(Stored items)
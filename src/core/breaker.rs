//! Circuit breakers guarding outbound upstream calls, plus the process-wide
//! registry that owns one breaker per upstream service URL.
//!
//! State machine: closed admits everything and counts consecutive failures;
//! reaching `max_fails` opens the circuit for `timeout`, after which a
//! bounded number of half-open trials decide whether to close again.
//! Admission is decided under the read lock; every transition happens under
//! the write lock with a double-check after re-acquisition, so racing
//! open→half-open transitions resolve to exactly one.

use std::{
    collections::HashMap,
    sync::{Arc, RwLock},
    time::{Duration, Instant},
};

use thiserror::Error;

use crate::metrics::set_circuit_breaker_open;

/// Sentinel error returned while the circuit is open.
#[derive(Error, Debug, Clone, Copy, PartialEq, Eq)]
#[error("circuit breaker is open")]
pub struct CircuitOpen;

/// The three breaker states.
#[derive(Debug, Clone, Copy, PartialEq, Eq)]
pub enum BreakerState {
    Closed,
    Open,
    HalfOpen,
}

impl BreakerState {
    pub fn as_str(&self) -> &'static str {
        match self {
            BreakerState::Closed => "closed",
            BreakerState::Open => "open",
            BreakerState::HalfOpen => "half-open",
        }
    }
}

/// Per-breaker tuning.
#[derive(Debug, Clone)]
pub struct BreakerConfig {
    /// Consecutive failures before the circuit opens.
    pub max_fails: u32,
    /// Reserved for future rolling-window failure counting; stored, unused.
    pub interval: Duration,
    /// How long the circuit stays open before a half-open trial.
    pub timeout: Duration,
    /// Trials admitted while half-open.
    pub max_requests: u32,
}

impl Default for BreakerConfig {
    fn default() -> Self {
        Self {
            max_fails: 5,
            interval: Duration::from_secs(60),
            timeout: Duration::from_secs(30),
            max_requests: 1,
        }
    }
}

struct BreakerCore {
    state: BreakerState,
    fail_count: u32,
    last_transition: Instant,
    next_attempt: Instant,
    half_open_in_flight: u32,
}

/// One circuit breaker guarding a single upstream.
pub struct CircuitBreaker {
    name: String,
    config: BreakerConfig,
    core: RwLock<BreakerCore>,
}

impl CircuitBreaker {
    pub fn new(name: impl Into<String>, mut config: BreakerConfig) -> Self {
        if config.max_fails == 0 {
            config.max_fails = 5;
        }
        if config.timeout.is_zero() {
            config.timeout = Duration::from_secs(30);
        }
        if config.max_requests == 0 {
            config.max_requests = 1;
        }

        let now = Instant::now();
        Self {
            name: name.into(),
            config,
            core: RwLock::new(BreakerCore {
                state: BreakerState::Closed,
                fail_count: 0,
                last_transition: now,
                next_attempt: now,
                half_open_in_flight: 0,
            }),
        }
    }

    /// Decide whether a request may proceed.
    ///
    /// Closed always admits. Open rejects until `next_attempt`, then a
    /// single racer wins the transition to half-open. Half-open admits at
    /// most `max_requests` in flight.
    pub fn allow_request(&self) -> Result<(), CircuitOpen> {
        let now = Instant::now();

        {
            let core = self.core.read().expect("breaker lock poisoned");
            match core.state {
                BreakerState::Closed => return Ok(()),
                BreakerState::Open if now < core.next_attempt => return Err(CircuitOpen),
                // Open past the deadline or half-open: fall through to the
                // write path below.
                _ => {}
            }
        }

        let mut core = self.core.write().expect("breaker lock poisoned");
        // Re-check under the write lock: another task may have transitioned
        // between the two acquisitions.
        match core.state {
            BreakerState::Closed => Ok(()),
            BreakerState::Open => {
                if now < core.next_attempt {
                    return Err(CircuitOpen);
                }
                self.to_half_open(&mut core, now);
                core.half_open_in_flight = 1;
                Ok(())
            }
            BreakerState::HalfOpen => {
                if core.half_open_in_flight < self.config.max_requests {
                    core.half_open_in_flight += 1;
                    Ok(())
                } else {
                    Err(CircuitOpen)
                }
            }
        }
    }

    /// Feed a request outcome back into the state machine.
    pub fn record(&self, success: bool) {
        let now = Instant::now();
        let mut core = self.core.write().expect("breaker lock poisoned");

        match core.state {
            BreakerState::Closed => {
                if success {
                    core.fail_count = 0;
                } else {
                    core.fail_count += 1;
                    tracing::debug!(
                        breaker = %self.name,
                        fail_count = core.fail_count,
                        max_fails = self.config.max_fails,
                        "circuit breaker recorded failure"
                    );
                    if core.fail_count >= self.config.max_fails {
                        self.to_open(&mut core, now);
                    }
                }
            }
            BreakerState::HalfOpen => {
                if success {
                    self.to_closed(&mut core, now);
                } else {
                    self.to_open(&mut core, now);
                }
            }
            BreakerState::Open => {}
        }
    }

    pub fn state(&self) -> BreakerState {
        self.core.read().expect("breaker lock poisoned").state
    }

    /// Force the breaker back to closed.
    pub fn reset(&self) {
        let mut core = self.core.write().expect("breaker lock poisoned");
        self.to_closed(&mut core, Instant::now());
    }

    fn to_open(&self, core: &mut BreakerCore, now: Instant) {
        core.state = BreakerState::Open;
        core.last_transition = now;
        core.next_attempt = now + self.config.timeout;
        set_circuit_breaker_open(&self.name, true);
        tracing::info!(breaker = %self.name, "circuit breaker opened");
    }

    fn to_half_open(&self, core: &mut BreakerCore, now: Instant) {
        core.state = BreakerState::HalfOpen;
        core.last_transition = now;
        core.half_open_in_flight = 0;
        tracing::info!(breaker = %self.name, "circuit breaker half-open");
    }

    fn to_closed(&self, core: &mut BreakerCore, now: Instant) {
        core.state = BreakerState::Closed;
        core.last_transition = now;
        core.fail_count = 0;
        core.half_open_in_flight = 0;
        set_circuit_breaker_open(&self.name, false);
        tracing::info!(breaker = %self.name, "circuit breaker closed");
    }
}

/// Process-lived registry of breakers, keyed by upstream service URL.
///
/// Breakers are created lazily on first observation of a URL and never
/// destroyed. The registry lock is released before any per-breaker work.
pub struct BreakerRegistry {
    config: BreakerConfig,
    breakers: RwLock<HashMap<String, Arc<CircuitBreaker>>>,
}

impl BreakerRegistry {
    pub fn new(config: BreakerConfig) -> Self {
        Self {
            config,
            breakers: RwLock::new(HashMap::new()),
        }
    }

    /// Fetch the breaker for a service URL, creating it on first use.
    pub fn get(&self, service_url: &str) -> Arc<CircuitBreaker> {
        {
            let breakers = self.breakers.read().expect("registry lock poisoned");
            if let Some(breaker) = breakers.get(service_url) {
                return breaker.clone();
            }
        }

        let mut breakers = self.breakers.write().expect("registry lock poisoned");
        // Double-check: another task may have created it between locks.
        if let Some(breaker) = breakers.get(service_url) {
            return breaker.clone();
        }

        let breaker = Arc::new(CircuitBreaker::new(service_url, self.config.clone()));
        breakers.insert(service_url.to_string(), breaker.clone());
        breaker
    }

    /// Snapshot of every breaker's current state, for diagnostics.
    pub fn snapshot(&self) -> HashMap<String, &'static str> {
        let breakers = self.breakers.read().expect("registry lock poisoned");
        breakers
            .iter()
            .map(|(url, breaker)| (url.clone(), breaker.state().as_str()))
            .collect()
    }
}

impl Default for BreakerRegistry {
    fn default() -> Self {
        Self::new(BreakerConfig::default())
    }
}
//! Authentication policy: bearer-token validation for non-public paths.
//!
//! Public path prefixes skip the policy entirely. A resolved user is
//! attached to the request for downstream policies (the user rate limit)
//! and, on admin-prefixed paths, must carry the admin role.

use axum::{
    extract::{Request, State},
    http::header,
    middleware::Next,
    response::{IntoResponse, Response},
};

use crate::{app::AppState, error::GatewayError};

pub async fn authenticate(
    State(state): State<AppState>,
    mut req: Request,
    next: Next,
) -> Response {
    let auth_config = &state.config.auth;
    if !auth_config.enabled {
        return next.run(req).await;
    }

    let path = req.uri().path().to_string();
    if auth_config
        .public_paths
        .iter()
        .any(|prefix| path.starts_with(prefix))
    {
        return next.run(req).await;
    }

    let header_value = match req
        .headers()
        .get(header::AUTHORIZATION)
        .and_then(|v| v.to_str().ok())
    {
        Some(value) => value.to_string(),
        None => {
            return GatewayError::Unauthorized("Authorization header not provided".to_string())
                .into_response();
        }
    };

    let token = match header_value.strip_prefix("Bearer ") {
        Some(token) if !token.is_empty() => token,
        _ => {
            return GatewayError::Unauthorized("Invalid token format".to_string()).into_response();
        }
    };

    let user = match state.validator.validate_token(token).await {
        Ok(user) => user,
        Err(err) => {
            tracing::debug!(error = %err, path, "token rejected");
            return GatewayError::Unauthorized("Invalid or expired token".to_string())
                .into_response();
        }
    };

    if path.starts_with(&auth_config.admin_prefix) && !user.is_admin() {
        return GatewayError::Forbidden(
            "Access denied: administrator permission required".to_string(),
        )
        .into_response();
    }

    req.extensions_mut().insert(user);
    next.run(req).await
}
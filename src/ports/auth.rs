use async_trait::async_trait;
use thiserror::Error;

/// The identity resolved from a valid bearer token.
#[derive(Debug, Clone)]
pub struct AuthUser {
    pub id: String,
    pub role: String,
}

impl AuthUser {
    /// Whether this user carries the administrative role.
    pub fn is_admin(&self) -> bool {
        self.role == "admin"
    }
}

/// Errors surfaced by token validation.
#[derive(Error, Debug)]
#[non_exhaustive]
pub enum AuthError {
    /// The token is malformed, expired or its signature does not verify.
    #[error("invalid or expired token")]
    InvalidToken,

    /// The validator itself failed (key material, configuration).
    #[error("token validation failed: {0}")]
    Validation(String),
}

/// TokenValidator defines the port over the authentication collaborator.
///
/// The gateway treats validation as a pure function of the token string:
/// no session state, no side effects.
#[async_trait]
pub trait TokenValidator: Send + Sync {
    /// Validate a bearer token and resolve the user it represents.
    async fn validate_token(&self, token: &str) -> Result<AuthUser, AuthError>;
}
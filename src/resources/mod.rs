//! Managed resource types and the schema-driven planner they share.

pub mod light;
pub mod room;

use async_trait::async_trait;
use serde_json::{Map, Value};

use crate::error::ProviderError;
use crate::hue::HueApi;
use crate::schema::{Diagnostic, Schema};
use crate::types::{AttributeChange, PlanResult};

pub use light::LightResource;
pub use room::RoomResource;

/// A resource type managed through the bridge.
#[async_trait]
pub trait Resource: Send + Sync {
    /// Full type name, e.g. `openhue_room`.
    fn type_name(&self) -> String;

    /// Attribute schema.
    fn schema(&self) -> Schema;

    /// Checks beyond what the schema expresses.
    fn validate(&self, config: &Value) -> Vec<Diagnostic> {
        let _ = config;
        Vec::new()
    }

    /// Create the resource and return its new state.
    async fn create(&self, client: &dyn HueApi, planned: Value) -> Result<Value, ProviderError>;

    /// Refresh state from the bridge.
    async fn read(&self, client: &dyn HueApi, current: Value) -> Result<Value, ProviderError>;

    /// Apply `planned` and return the resulting state.
    async fn update(
        &self,
        client: &dyn HueApi,
        prior: Value,
        planned: Value,
    ) -> Result<Value, ProviderError>;

    /// Delete the resource.
    async fn delete(&self, client: &dyn HueApi, current: Value) -> Result<(), ProviderError>;
}

/// Every resource type the provider registers.
pub fn all() -> Vec<Box<dyn Resource>> {
    vec![Box::new(RoomResource), Box::new(LightResource)]
}

/// Compute a plan from the schema alone.
///
/// Absent attributes take their declared default, computed attributes keep
/// their prior value, and a change to a `force_new` attribute requires
/// replacement. A null `proposed` state plans a destroy.
pub fn plan(
    schema: &Schema,
    prior: Option<&Value>,
    proposed: Value,
) -> Result<PlanResult, ProviderError> {
    let mut names: Vec<&String> = schema.attributes.keys().collect();
    names.sort();

    let prior_obj = prior.and_then(Value::as_object);

    if proposed.is_null() {
        let changes = match prior_obj {
            Some(obj) => names
                .iter()
                .filter_map(|name| {
                    present(obj.get(name.as_str()))
                        .map(|value| AttributeChange::removed(name.as_str(), value.clone()))
                })
                .collect(),
            None => Vec::new(),
        };
        return Ok(PlanResult::with_changes(Value::Null, changes, false));
    }

    let mut planned: Map<String, Value> = match proposed {
        Value::Object(map) => map,
        other => {
            return Err(ProviderError::Validation(format!(
                "expected an object for planned state, got {}",
                other
            )))
        }
    };

    let mut carried = Vec::new();
    for name in &names {
        let attr = &schema.attributes[name.as_str()];
        if present(planned.get(name.as_str())).is_some() {
            continue;
        }
        if let Some(default) = &attr.default {
            planned.insert(name.to_string(), default.clone());
        } else if attr.flags.computed {
            if let Some(value) = prior_obj.and_then(|obj| present(obj.get(name.as_str()))) {
                planned.insert(name.to_string(), value.clone());
                carried.push(name.as_str());
            }
        }
    }

    let mut changes = Vec::new();
    let mut requires_replace = false;
    for name in &names {
        let before = prior_obj.and_then(|obj| present(obj.get(name.as_str())));
        let after = present(planned.get(name.as_str()));
        if before == after {
            continue;
        }
        if before.is_some() && schema.attributes[name.as_str()].force_new {
            requires_replace = true;
        }
        changes.push(AttributeChange::new(
            name.as_str(),
            before.cloned(),
            after.cloned(),
        ));
    }

    if requires_replace {
        // computed values belong to the resource being replaced
        for name in carried {
            if schema.attributes[name].flags.is_computed_only() {
                if let Some(old) = planned.remove(name) {
                    changes.push(AttributeChange::removed(name, old));
                }
            }
        }
    }

    Ok(PlanResult::with_changes(
        Value::Object(planned),
        changes,
        requires_replace,
    ))
}

fn present(value: Option<&Value>) -> Option<&Value> {
    value.filter(|v| !v.is_null())
}

/// Read a required string attribute from a state object.
pub(crate) fn require_id(state: &Value, what: &str) -> Result<String, ProviderError> {
    state
        .get("id")
        .and_then(Value::as_str)
        .filter(|id| !id.is_empty())
        .map(str::to_string)
        .ok_or_else(|| ProviderError::Validation(format!("{} state has no id", what)))
}
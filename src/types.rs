//! Plan and metadata types exchanged through [`ProviderService`](crate::ProviderService).

use serde::{Deserialize, Serialize};

/// A change to a single attribute during a plan.
#[derive(Debug, Clone, PartialEq, Eq, Serialize, Deserialize)]
pub struct AttributeChange {
    /// The path to the attribute that changed.
    pub path: String,
    /// The value before the change (None if creating).
    pub before: Option<serde_json::Value>,
    /// The value after the change (None if deleting).
    pub after: Option<serde_json::Value>,
}

impl AttributeChange {
    /// Create a new attribute change.
    pub fn new(
        path: impl Into<String>,
        before: Option<serde_json::Value>,
        after: Option<serde_json::Value>,
    ) -> Self {
        Self {
            path: path.into(),
            before,
            after,
        }
    }

    /// Create a change for a new attribute.
    pub fn added(path: impl Into<String>, value: serde_json::Value) -> Self {
        Self::new(path, None, Some(value))
    }

    /// Create a change for a removed attribute.
    pub fn removed(path: impl Into<String>, value: serde_json::Value) -> Self {
        Self::new(path, Some(value), None)
    }

    /// Create a change for a modified attribute.
    pub fn modified(
        path: impl Into<String>,
        before: serde_json::Value,
        after: serde_json::Value,
    ) -> Self {
        Self::new(path, Some(before), Some(after))
    }
}

/// The result of a plan operation.
#[derive(Debug, Clone, PartialEq, Serialize, Deserialize)]
pub struct PlanResult {
    /// The planned state after the operation (null when destroying).
    pub planned_state: serde_json::Value,
    /// The list of attribute changes.
    pub changes: Vec<AttributeChange>,
    /// Whether the resource requires replacement.
    pub requires_replace: bool,
}

impl PlanResult {
    /// Create a plan result with no changes.
    pub fn no_change(state: serde_json::Value) -> Self {
        Self {
            planned_state: state,
            changes: Vec::new(),
            requires_replace: false,
        }
    }

    /// Create a plan result with changes.
    pub fn with_changes(
        planned_state: serde_json::Value,
        changes: Vec<AttributeChange>,
        requires_replace: bool,
    ) -> Self {
        Self {
            planned_state,
            changes,
            requires_replace,
        }
    }

    /// Whether this plan destroys the resource.
    pub fn is_destroy(&self) -> bool {
        self.planned_state.is_null()
    }
}

/// Names of everything a provider registers.
#[derive(Debug, Clone, PartialEq, Eq, Serialize, Deserialize, Default)]
pub struct ProviderMetadata {
    /// The provider type name, prefix of every resource and data source name.
    pub type_name: String,
    /// List of resource type names.
    pub resources: Vec<String>,
    /// List of data source type names.
    pub data_sources: Vec<String>,
    /// List of function names.
    pub functions: Vec<String>,
}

-- EXERCISE REQUIREMENTS --
Your answer should consist of each line above in which "PlanResult" appears.

-- OUTPUT BELOW --
use crate::types::{AttributeChange, PlanResult};
) -> Result<PlanResult, ProviderError> {
        return Ok(PlanResult::with_changes(Value::Null, changes, false));
    Ok(PlanResult::with_changes(
pub struct PlanResult {
impl PlanResult {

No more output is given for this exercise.